[Stored data]
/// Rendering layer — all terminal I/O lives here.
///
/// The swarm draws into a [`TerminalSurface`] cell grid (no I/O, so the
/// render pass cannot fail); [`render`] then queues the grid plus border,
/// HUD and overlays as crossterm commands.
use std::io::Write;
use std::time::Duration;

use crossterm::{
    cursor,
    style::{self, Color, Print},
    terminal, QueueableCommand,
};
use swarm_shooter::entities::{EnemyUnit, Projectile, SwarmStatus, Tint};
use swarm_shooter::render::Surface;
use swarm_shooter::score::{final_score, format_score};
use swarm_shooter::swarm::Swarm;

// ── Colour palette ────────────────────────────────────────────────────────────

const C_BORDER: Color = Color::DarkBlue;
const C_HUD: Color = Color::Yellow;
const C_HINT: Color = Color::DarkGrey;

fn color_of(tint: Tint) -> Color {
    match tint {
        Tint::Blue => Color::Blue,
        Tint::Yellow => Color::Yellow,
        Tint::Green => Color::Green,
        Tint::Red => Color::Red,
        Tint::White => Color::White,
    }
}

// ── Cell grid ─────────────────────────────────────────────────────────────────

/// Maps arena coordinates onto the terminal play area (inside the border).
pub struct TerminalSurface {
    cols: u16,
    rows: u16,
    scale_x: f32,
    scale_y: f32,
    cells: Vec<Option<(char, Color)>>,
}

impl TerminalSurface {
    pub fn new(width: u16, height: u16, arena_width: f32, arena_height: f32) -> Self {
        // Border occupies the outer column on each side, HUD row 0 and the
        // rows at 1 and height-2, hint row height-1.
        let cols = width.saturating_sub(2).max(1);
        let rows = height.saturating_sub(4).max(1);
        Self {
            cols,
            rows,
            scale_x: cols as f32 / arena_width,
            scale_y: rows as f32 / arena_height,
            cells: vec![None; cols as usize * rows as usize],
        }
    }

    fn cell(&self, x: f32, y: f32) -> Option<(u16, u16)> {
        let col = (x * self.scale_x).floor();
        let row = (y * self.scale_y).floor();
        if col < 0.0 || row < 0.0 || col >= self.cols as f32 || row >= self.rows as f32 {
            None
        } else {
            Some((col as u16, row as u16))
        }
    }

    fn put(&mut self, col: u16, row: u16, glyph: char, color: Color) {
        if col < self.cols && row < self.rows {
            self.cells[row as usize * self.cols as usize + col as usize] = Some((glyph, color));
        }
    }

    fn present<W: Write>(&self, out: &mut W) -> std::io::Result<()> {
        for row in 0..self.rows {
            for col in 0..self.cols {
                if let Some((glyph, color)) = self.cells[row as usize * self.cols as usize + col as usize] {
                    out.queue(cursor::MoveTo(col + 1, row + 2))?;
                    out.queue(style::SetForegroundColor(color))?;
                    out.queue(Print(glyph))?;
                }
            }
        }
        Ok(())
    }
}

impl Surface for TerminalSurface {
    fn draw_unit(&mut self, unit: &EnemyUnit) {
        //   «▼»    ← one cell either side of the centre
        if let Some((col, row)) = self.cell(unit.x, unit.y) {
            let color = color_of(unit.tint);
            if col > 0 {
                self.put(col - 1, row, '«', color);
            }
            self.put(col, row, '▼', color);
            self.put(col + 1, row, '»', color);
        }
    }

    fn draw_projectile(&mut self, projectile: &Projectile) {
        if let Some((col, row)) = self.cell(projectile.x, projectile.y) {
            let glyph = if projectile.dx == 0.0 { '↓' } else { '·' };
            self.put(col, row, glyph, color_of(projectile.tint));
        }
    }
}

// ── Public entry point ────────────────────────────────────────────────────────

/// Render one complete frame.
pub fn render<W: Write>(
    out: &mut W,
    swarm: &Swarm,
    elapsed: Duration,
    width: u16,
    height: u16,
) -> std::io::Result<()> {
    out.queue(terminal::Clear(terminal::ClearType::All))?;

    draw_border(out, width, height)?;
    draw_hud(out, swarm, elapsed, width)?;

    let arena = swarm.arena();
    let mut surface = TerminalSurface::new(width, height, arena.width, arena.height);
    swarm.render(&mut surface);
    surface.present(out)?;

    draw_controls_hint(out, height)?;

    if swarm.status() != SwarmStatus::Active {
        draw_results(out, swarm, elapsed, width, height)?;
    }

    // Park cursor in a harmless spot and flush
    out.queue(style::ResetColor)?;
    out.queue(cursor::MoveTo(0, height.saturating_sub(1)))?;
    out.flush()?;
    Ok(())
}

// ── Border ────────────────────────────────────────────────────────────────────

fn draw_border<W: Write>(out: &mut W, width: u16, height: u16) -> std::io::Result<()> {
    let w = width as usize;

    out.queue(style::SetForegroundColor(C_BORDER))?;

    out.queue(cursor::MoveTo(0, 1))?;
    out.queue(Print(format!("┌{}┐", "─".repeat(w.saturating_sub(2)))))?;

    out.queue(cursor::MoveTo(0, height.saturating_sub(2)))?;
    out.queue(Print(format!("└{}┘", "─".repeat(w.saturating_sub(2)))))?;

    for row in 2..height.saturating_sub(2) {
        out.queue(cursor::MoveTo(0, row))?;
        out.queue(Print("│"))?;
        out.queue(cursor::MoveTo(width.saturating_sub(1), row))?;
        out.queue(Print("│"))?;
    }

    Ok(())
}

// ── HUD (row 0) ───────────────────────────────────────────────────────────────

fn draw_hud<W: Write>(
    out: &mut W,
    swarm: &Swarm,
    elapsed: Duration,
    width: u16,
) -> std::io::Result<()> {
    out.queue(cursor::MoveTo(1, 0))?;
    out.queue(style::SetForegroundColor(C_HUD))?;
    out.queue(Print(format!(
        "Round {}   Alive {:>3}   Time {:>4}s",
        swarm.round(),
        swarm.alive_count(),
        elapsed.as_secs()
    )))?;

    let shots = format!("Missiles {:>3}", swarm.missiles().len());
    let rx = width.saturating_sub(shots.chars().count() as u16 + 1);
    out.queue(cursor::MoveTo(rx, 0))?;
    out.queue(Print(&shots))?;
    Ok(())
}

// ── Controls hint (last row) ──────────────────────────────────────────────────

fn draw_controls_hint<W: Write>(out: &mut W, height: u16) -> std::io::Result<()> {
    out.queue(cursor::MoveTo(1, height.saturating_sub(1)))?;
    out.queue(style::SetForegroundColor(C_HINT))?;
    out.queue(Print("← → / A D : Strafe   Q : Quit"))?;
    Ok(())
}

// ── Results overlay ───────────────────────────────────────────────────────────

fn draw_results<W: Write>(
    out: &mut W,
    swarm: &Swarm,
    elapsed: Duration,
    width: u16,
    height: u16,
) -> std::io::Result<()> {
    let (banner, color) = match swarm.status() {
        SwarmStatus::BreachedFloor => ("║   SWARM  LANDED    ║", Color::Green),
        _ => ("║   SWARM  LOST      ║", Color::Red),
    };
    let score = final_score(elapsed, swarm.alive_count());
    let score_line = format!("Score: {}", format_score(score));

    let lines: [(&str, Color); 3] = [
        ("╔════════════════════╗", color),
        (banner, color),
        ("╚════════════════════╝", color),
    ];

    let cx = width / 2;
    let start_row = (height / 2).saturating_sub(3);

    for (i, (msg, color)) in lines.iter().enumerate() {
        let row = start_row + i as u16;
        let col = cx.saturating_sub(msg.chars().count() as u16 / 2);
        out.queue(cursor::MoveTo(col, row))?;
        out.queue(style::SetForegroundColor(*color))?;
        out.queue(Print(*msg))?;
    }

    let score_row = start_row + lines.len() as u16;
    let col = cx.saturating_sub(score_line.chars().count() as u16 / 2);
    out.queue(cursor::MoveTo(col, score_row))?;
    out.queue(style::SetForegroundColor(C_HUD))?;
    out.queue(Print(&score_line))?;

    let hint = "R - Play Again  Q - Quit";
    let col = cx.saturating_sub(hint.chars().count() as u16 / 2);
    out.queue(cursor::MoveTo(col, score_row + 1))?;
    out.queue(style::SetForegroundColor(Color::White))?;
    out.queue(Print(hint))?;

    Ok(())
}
---
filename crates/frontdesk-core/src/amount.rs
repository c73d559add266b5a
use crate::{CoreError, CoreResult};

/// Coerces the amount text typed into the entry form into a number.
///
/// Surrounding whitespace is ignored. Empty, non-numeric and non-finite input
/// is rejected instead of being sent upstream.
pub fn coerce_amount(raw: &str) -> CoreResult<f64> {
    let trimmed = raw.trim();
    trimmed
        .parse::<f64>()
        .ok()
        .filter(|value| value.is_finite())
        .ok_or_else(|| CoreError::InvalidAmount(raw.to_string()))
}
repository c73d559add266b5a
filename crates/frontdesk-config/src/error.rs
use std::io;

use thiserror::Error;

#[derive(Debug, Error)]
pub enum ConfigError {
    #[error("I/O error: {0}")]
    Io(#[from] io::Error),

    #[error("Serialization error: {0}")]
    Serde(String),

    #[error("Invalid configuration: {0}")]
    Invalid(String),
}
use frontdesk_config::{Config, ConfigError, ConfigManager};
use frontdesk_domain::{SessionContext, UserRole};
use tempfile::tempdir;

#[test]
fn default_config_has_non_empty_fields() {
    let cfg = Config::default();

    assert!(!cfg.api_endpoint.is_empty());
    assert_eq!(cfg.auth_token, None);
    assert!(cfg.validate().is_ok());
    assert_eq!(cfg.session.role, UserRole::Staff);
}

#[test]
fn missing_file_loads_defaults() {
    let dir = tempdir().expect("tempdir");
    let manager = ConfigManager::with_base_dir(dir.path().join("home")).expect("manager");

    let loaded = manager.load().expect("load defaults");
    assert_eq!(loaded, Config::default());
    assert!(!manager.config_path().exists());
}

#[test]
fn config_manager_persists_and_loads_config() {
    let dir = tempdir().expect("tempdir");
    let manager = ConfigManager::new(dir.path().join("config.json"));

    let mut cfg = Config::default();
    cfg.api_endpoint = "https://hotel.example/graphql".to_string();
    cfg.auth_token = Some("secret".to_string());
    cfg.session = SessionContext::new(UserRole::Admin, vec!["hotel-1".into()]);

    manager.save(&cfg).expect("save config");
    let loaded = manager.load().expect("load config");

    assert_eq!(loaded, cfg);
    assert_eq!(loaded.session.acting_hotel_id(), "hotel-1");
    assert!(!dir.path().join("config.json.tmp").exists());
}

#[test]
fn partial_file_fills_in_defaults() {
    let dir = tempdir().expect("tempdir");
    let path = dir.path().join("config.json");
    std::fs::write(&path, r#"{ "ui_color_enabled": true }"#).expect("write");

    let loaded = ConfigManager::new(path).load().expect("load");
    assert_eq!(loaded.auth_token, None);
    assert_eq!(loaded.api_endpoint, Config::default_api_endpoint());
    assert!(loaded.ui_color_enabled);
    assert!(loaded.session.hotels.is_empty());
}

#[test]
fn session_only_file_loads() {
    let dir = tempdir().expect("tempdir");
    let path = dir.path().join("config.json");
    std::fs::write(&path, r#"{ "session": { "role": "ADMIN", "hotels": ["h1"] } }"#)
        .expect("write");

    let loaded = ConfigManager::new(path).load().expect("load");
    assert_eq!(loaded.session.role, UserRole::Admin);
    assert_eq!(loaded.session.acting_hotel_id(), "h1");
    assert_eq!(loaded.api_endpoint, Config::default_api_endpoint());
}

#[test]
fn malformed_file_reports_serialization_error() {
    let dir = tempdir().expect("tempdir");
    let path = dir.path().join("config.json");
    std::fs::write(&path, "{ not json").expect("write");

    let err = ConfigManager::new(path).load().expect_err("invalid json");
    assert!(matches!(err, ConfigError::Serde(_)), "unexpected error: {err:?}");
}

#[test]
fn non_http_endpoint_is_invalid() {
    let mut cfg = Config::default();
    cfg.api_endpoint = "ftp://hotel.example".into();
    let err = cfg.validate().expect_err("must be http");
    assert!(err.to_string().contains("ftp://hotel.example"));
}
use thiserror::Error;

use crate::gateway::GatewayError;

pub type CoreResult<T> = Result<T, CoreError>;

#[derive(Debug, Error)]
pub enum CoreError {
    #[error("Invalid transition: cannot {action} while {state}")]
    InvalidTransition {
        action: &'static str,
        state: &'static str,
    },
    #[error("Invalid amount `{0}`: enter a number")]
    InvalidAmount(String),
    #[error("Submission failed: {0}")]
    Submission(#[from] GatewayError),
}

Task to complete
Return the lines of the records that include the string "InvalidAmount".

Result of the exercise
        .ok_or_else(|| CoreError::InvalidAmount(raw.to_string()))
    InvalidAmount(String),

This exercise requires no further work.